Russian police detain a man after a protest in the Biryulyovo district of Moscow October 13, 2013. 
REUTERS/Maxim Shemetov
Russian police detain a man after a protest in the Biryulyovo district of Moscow October 13, 2013. REUTERS/Maxim Shemetov

By Maria Tsvetkova and Gabriela Baczynska

MOSCOW (Reuters) - Rioters smashed shop windows, stormed a warehouse and clashed with police in a Moscow neighborhood on Sunday in the biggest outbreak of anti-migrant unrest in the Russian capital in three years.

Demonstrators, some chanting racist slogans, vandalized shops and other sites known for employing migrant workers in the southern Biryulyovo area after the killing of a young ethnic Russian widely blamed on a man from the Caucasus.

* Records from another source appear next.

/* -------------------------------------------------------------------------- *\
 *        Apache 2.0 License Copyright © 2023-2025 The Kubuild Authors        *
 *                                                                            *
 *         +-------------------------------------------------------+          *
 *         | ██╗  ██╗██╗   ██╗██████╗ ██╗   ██╗██╗██╗     ██████╗  |          *
 *         | ██║ ██╔╝██║   ██║██╔══██╗██║   ██║██║██║     ██╔══██╗ |          *
 *         | █████╔╝ ██║   ██║██████╔╝██║   ██║██║██║     ██║  ██║ |          *
 *         | ██╔═██╗ ██║   ██║██╔══██╗██║   ██║██║██║     ██║  ██║ |          *
 *         | ██║  ██╗╚██████╔╝██████╔╝╚██████╔╝██║███████╗██████╔╝ |          *
 *         | ╚═╝  ╚═╝ ╚═════╝ ╚═════╝  ╚═════╝ ╚═╝╚══════╝╚═════╝  |          *
 *         +-------------------------------------------------------+          *
 *                                                                            *
 *                   In-Cluster Image Builds for Kubernetes                   *
 *                                                                            *
 * -------------------------------------------------------------------------- *
 *                                                                            *
 *   Licensed under the Apache License, Version 2.0 (the "License");          *
 *   you may not use this file except in compliance with the License.         *
 *   You may obtain a copy of the License at                                  *
 *                                                                            *
 *       http://www.apache.org/licenses/LICENSE-2.0                           *
 *                                                                            *
 *   Unless required by applicable law or agreed to in writing, software      *
 *   distributed under the License is distributed on an "AS IS" BASIS,        *
 *   WITHOUT WARRANTIES OR CONDITIONS OF ANY KIND, either express or implied. *
 *   See the License for the specific language governing permissions and      *
 *   limitations under the License.                                           *
 *                                                                            *
\* -------------------------------------------------------------------------- */

//! Build request options and the output-specification parser.

use crate::error::{BuildError, Result};
use kubuild_client::session::Attachable;
use kubuild_client::CacheEntry;
use kubuild_driver::Platform;
use std::collections::HashMap;
use std::path::PathBuf;
use std::sync::Arc;
use tokio::io::AsyncRead;

/// Build context and dockerfile sources. `-` selects standard input
/// for either (not both).
pub struct Inputs {
    pub context_path: String,
    pub dockerfile_path: String,
    pub in_stream: Option<Box<dyn AsyncRead + Send + Unpin>>,
}

impl std::fmt::Debug for Inputs {
    fn fmt(&self, f: &mut std::fmt::Formatter<'_>) -> std::fmt::Result {
        f.debug_struct("Inputs")
            .field("context_path", &self.context_path)
            .field("dockerfile_path", &self.dockerfile_path)
            .finish()
    }
}

/// One requested output, before per-driver rewriting.
#[derive(Debug, Clone, Default)]
pub struct ExportSpec {
    pub kind: String,
    pub attrs: HashMap<String, String>,
}

/// A single target's build request.
#[derive(Default)]
pub struct Options {
    pub inputs: Option<Inputs>,
    pub tags: Vec<String>,
    pub labels: HashMap<String, String>,
    pub build_args: HashMap<String, String>,
    pub pull: bool,
    pub image_id_file: Option<PathBuf>,
    pub extra_hosts: Vec<String>,
    pub network_mode: String,
    pub no_cache: bool,
    pub target: String,
    pub platforms: Vec<Platform>,
    pub exports: Vec<ExportSpec>,
    pub session: Vec<Arc<dyn Attachable>>,
    pub cache_from: Vec<CacheEntry>,
    pub cache_to: Vec<CacheEntry>,
    pub allow: Vec<String>,
    pub frontend_image: Option<String>,
}

impl std::fmt::Debug for Options {
    fn fmt(&self, f: &mut std::fmt::Formatter<'_>) -> std::fmt::Result {
        f.debug_struct("Options")
            .field("inputs", &self.inputs)
            .field("tags", &self.tags)
            .field("platforms", &self.platforms)
            .field("exports", &self.exports)
            .finish()
    }
}

/// Parse `--output type=image,name=...,push=true` style specs. A bare
/// value is shorthand: `-` and `tar` aside, it names a local directory.
pub fn parse_outputs(specs: &[String]) -> Result<Vec<ExportSpec>> {
    let mut out = Vec::new();
    for spec in specs {
        if spec.is_empty() {
            continue;
        }
        if !spec.contains('=') {
            // Shorthand: a destination path implies the local exporter.
            out.push(ExportSpec {
                kind: "local".to_string(),
                attrs: HashMap::from([(
                    "dest".to_string(),
                    spec.clone(),
                )]),
            });
            continue;
        }
        let mut export = ExportSpec::default();
        for field in spec.split(',') {
            let (key, value) = field.split_once('=').ok_or_else(|| {
                BuildError::InvalidOutputSpec {
                    spec: spec.clone(),
                    reason: format!("field {field:?} must be key=value"),
                }
            })?;
            match key {
                "type" => export.kind = value.to_string(),
                _ => {
                    let _ = export
                        .attrs
                        .insert(key.to_string(), value.to_string());
                }
            }
        }
        if export.kind.is_empty() {
            return Err(BuildError::InvalidOutputSpec {
                spec: spec.clone(),
                reason: "type is required".to_string(),
            });
        }
        out.push(export);
    }
    Ok(out)
}

/// Render `--add-host` entries into the frontend attribute format,
/// validating `host:ip` shape.
pub fn to_extra_hosts(hosts: &[String]) -> Result<String> {
    let mut out = Vec::with_capacity(hosts.len());
    for host in hosts {
        let Some((name, ip)) = host.split_once(':') else {
            return Err(BuildError::InvalidExtraHost {
                host: host.clone(),
            });
        };
        if name.is_empty() || ip.is_empty() {
            return Err(BuildError::InvalidExtraHost {
                host: host.clone(),
            });
        }
        out.push(format!("{name}={ip}"));
    }
    Ok(out.join(","))
}

#[cfg(test)]
mod tests {
    use super::*;

    #[test]
    fn test_parse_image_output() {
        let outputs = parse_outputs(&[
            "type=image,name=registry.example.com/app:v1,push=true"
                .to_string(),
        ])
        .expect("parse");
        assert_eq!(outputs.len(), 1);
        assert_eq!(outputs[0].kind, "image");
        assert_eq!(
            outputs[0].attrs.get("push"),
            Some(&"true".to_string())
        );
    }

    #[test]
    fn test_parse_shorthand_local_dir() {
        let outputs =
            parse_outputs(&["./out".to_string()]).expect("parse");
        assert_eq!(outputs[0].kind, "local");
        assert_eq!(
            outputs[0].attrs.get("dest"),
            Some(&"./out".to_string())
        );
    }

    #[test]
    fn test_parse_missing_type_rejected() {
        let err = parse_outputs(&["dest=out.tar".to_string()])
            .expect_err("must fail");
        assert!(matches!(
            err,
            BuildError::InvalidOutputSpec { .. }
        ));
    }

    #[test]
    fn test_extra_hosts_render() {
        let rendered = to_extra_hosts(&[
            "db:10.0.0.2".to_string(),
            "cache:10.0.0.3".to_string(),
        ])
        .expect("render");
        assert_eq!(rendered, "db=10.0.0.2,cache=10.0.0.3");
    }

    #[test]
    fn test_extra_hosts_invalid() {
        assert!(matches!(
            to_extra_hosts(&["nocolon".to_string()]),
            Err(BuildError::InvalidExtraHost { .. })
        ));
    }
}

Several hundred residents had protested peacefully, demanding justice over the killing, until a group of young men began smashing windows in a shopping center and briefly set it on fire. A video posted on Youtube showed them chanting "White Power!" as they forced their way in.

When police in riot gear tried to make arrests, protesters threw glass bottles at them and the police fought back with batons. Video footage from the scene showed overturned cars and smashed fruit stalls.

Some in the crowd, which grew to number several thousand, set off from the shopping center and stormed into a vegetable warehouse employing migrants from the Caucasus and Central Asia.

Moscow police said several officers were wounded in the riots, around 380 people were detained and a criminal case was opened.

Extra police were sent in but sporadic clashes and arrests continued into the night.

Many Muscovites chafe at an influx of migrant laborers to the capital over the past decade.

The Kremlin has watched with alarm at frequent outbreaks of violence in Russian cities between members of the Slavic majority and people with roots in the mostly Muslim North Caucasus, ex-Soviet South Caucasus states and Central Asia.

PERSISTENT TENSION

Some Biryulyovo residents criticized the police for the latest arrests, drawing a contrast with what they said was too much leniency in the treatment of migrants engaged in illegal activity.

"It's simply impossible to live here. There are fights all the time. The people working in this warehouse are no good - I'm sure there are criminals hiding among them," said local resident Alexander, 23.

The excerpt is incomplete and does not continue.